Centre to unleash RNA's potential

One of Prof Tenen's projects explores how RNA can be used to release the repression of tumour suppression genes

Research at the newly established RNA Biology Centre, hosted within the Cancer Science Institute of Singapore (CSI Singapore) at NUS, has the potential to uncover novel methods of treating cancer. The Centre aims to advance scientific understanding of ribonucleic acid's (RNA) part in biological processes, which in the past has focused on its messenger function of passing on genetic information.

The six-month-old Centre, funded by a $25-million grant from Singapore's Ministry of Education, brings together 14 Principal Investigators from different fields to look at fundamental aspects of RNA regulation. The scientists intend to develop novel RNA-based biomarkers and therapies that will make a difference to translational and clinical research.

RNA is one of three major biological macromolecules in addition to deoxyribonucleic acid (DNA) and proteins that are essential for all forms of life.  Recently, the field of RNA biology has been recognised for its importance in basic biological processes. RNA, in one form of another, touches nearly everything in a cell including the regulation of gene activity during development and cellular differentiation.

Although non-coding RNAs (ncRNA) were known to exist for more than a few decades, in recent years the focus of researching ncRNA has changed. Instead of researching the classical types of RNA there is huge interest in studying the more unique types of ncRNAs this includes long non-coding RNAs, competing endogenous RNA and circular RNA. Part of the excitement is that this area of research is new, it also has a lot of power, explained CSI Singapore Director Professor Daniel Tenen, who heads the new centre.
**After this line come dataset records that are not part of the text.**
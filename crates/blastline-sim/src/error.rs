//! Error types for blastline-sim.

use blastline_model::SettingsOutOfRange;
use thiserror::Error;

/// Result type for blastline-sim operations.
pub type Result<T> = std::result::Result<T, Error>;

/// Errors surfaced by the session store and its collaborators.
///
/// Structural defects in the data (dangling hole references, missing
/// endpoints) are reported through validation, never through this type.
#[derive(Debug, Error)]
pub enum Error {
    /// The operation needs a drill pattern and none is loaded.
    #[error("no drill pattern loaded")]
    NoPattern,

    /// Playback needs at least one connection.
    #[error("no connections to simulate")]
    NoConnections,

    /// Playback speed must be finite and positive.
    #[error("invalid playback speed: {0}")]
    InvalidSpeed(f64),

    /// Simulation settings out of range.
    #[error("invalid simulation settings: {field} = {value} (max {max})")]
    InvalidSettings {
        field: &'static str,
        value: u32,
        max: u32,
    },

    /// Step index past the end of the sequence.
    #[error("step {step} out of range (sequence has {total} steps)")]
    StepOutOfRange { step: usize, total: usize },

    /// Malformed configuration value.
    #[error("configuration error: {0}")]
    Config(String),

    #[error("serialization error: {0}")]
    Serialization(#[from] serde_json::Error),

    #[error("io error: {0}")]
    Io(#[from] std::io::Error),
}

impl From<SettingsOutOfRange> for Error {
    fn from(err: SettingsOutOfRange) -> Self {
        Error::InvalidSettings {
            field: err.field,
            value: err.value,
            max: err.max,
        }
    }
}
He explained that it has great potential to lead to the development of new therapeutics and diagnosis methods, since RNA has been shown to induce or inhibit cancer in different biological models.
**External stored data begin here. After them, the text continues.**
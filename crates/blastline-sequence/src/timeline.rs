//! Detonation timeline: ordered markers and the overall simulation length.

use blastline_model::{BlastConnection, MarkerKind, TimelineMarker};

use crate::{group_by_delay, max_delay};

/// Tail appended after the last detonation for terminal effects.
pub const TIMELINE_TAIL_MS: u64 = 2000;

const START_COLOR: &str = "#4CAF50";
const BLAST_COLOR: &str = "#FF5722";
const END_COLOR: &str = "#2196F3";

/// Length of the simulation: last delay plus the terminal tail, or 0 when
/// there are no connections.
pub fn total_duration(connections: &[BlastConnection]) -> u64 {
    max_delay(connections)
        .map(|d| u64::from(d) + TIMELINE_TAIL_MS)
        .unwrap_or(0)
}

/// Build the ordered marker list.
///
/// One start marker at 0, one marker per distinct delay (ascending) and one
/// end marker at [`total_duration`].
pub fn timeline_markers(connections: &[BlastConnection]) -> Vec<TimelineMarker> {
    let groups = group_by_delay(connections);
    let mut markers = Vec::with_capacity(groups.len() + 2);

    markers.push(TimelineMarker {
        time: 0,
        label: "Blast Start".to_string(),
        kind: MarkerKind::SequenceStart,
        color: START_COLOR.to_string(),
    });

    for (index, (delay, conns)) in groups.iter().enumerate() {
        markers.push(TimelineMarker {
            time: u64::from(*delay),
            label: format!("Detonation {} ({} holes)", index + 1, conns.len()),
            kind: MarkerKind::HoleBlast,
            color: BLAST_COLOR.to_string(),
        });
    }

    markers.push(TimelineMarker {
        time: total_duration(connections),
        label: "Blast Complete".to_string(),
        kind: MarkerKind::SequenceEnd,
        color: END_COLOR.to_string(),
    });

    markers
}

/// Everything the timeline view needs, derived in one pass.
#[derive(Debug, Clone, PartialEq, Eq)]
pub struct Timeline {
    pub markers: Vec<TimelineMarker>,
    /// Milliseconds
    pub total_duration: u64,
    /// One step per connection
    pub total_steps: usize,
}

impl Timeline {
    /// Derive the timeline of a connection set.
    pub fn build(connections: &[BlastConnection]) -> Self {
        Self {
            markers: timeline_markers(connections),
            total_duration: total_duration(connections),
            total_steps: connections.len(),
        }
    }
}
The Centre's team of internationally recognised researchers with cross-disciplinary expertise will conduct interrelated studies of non-classical RNAs, RNA editing/modification, RNA splicing, RNA in disease, and crosstalk between RNA classes and processes.

In furthering their understanding of RNA, the investigators will focus on blood development and leukaemia. This is because obtaining samples of blood to study leukaemia or RNA regulation is less intrusive as it does not require a biopsy. Leukaemia is also a well-researched cancer, so scientists have established sophisticated methods of studying the disease. Moreover, CSI is hosting a leukaemia bank managed by Professor Chng Wee Joo from the NUS Yong Loo Lin School of Medicine that stores samples not only from Singapore, but also from the rest of Southeast Asia. This gives CSI access to a vast number of samples, and contributes to the uniqueness of the institute.

While many of the Centre's investigators are from NUS, it is seeking collaborators from all over Singapore. In a recent seed-funding call for proposals, the Centre received 23 applications including many from other Singapore universities and research institutes.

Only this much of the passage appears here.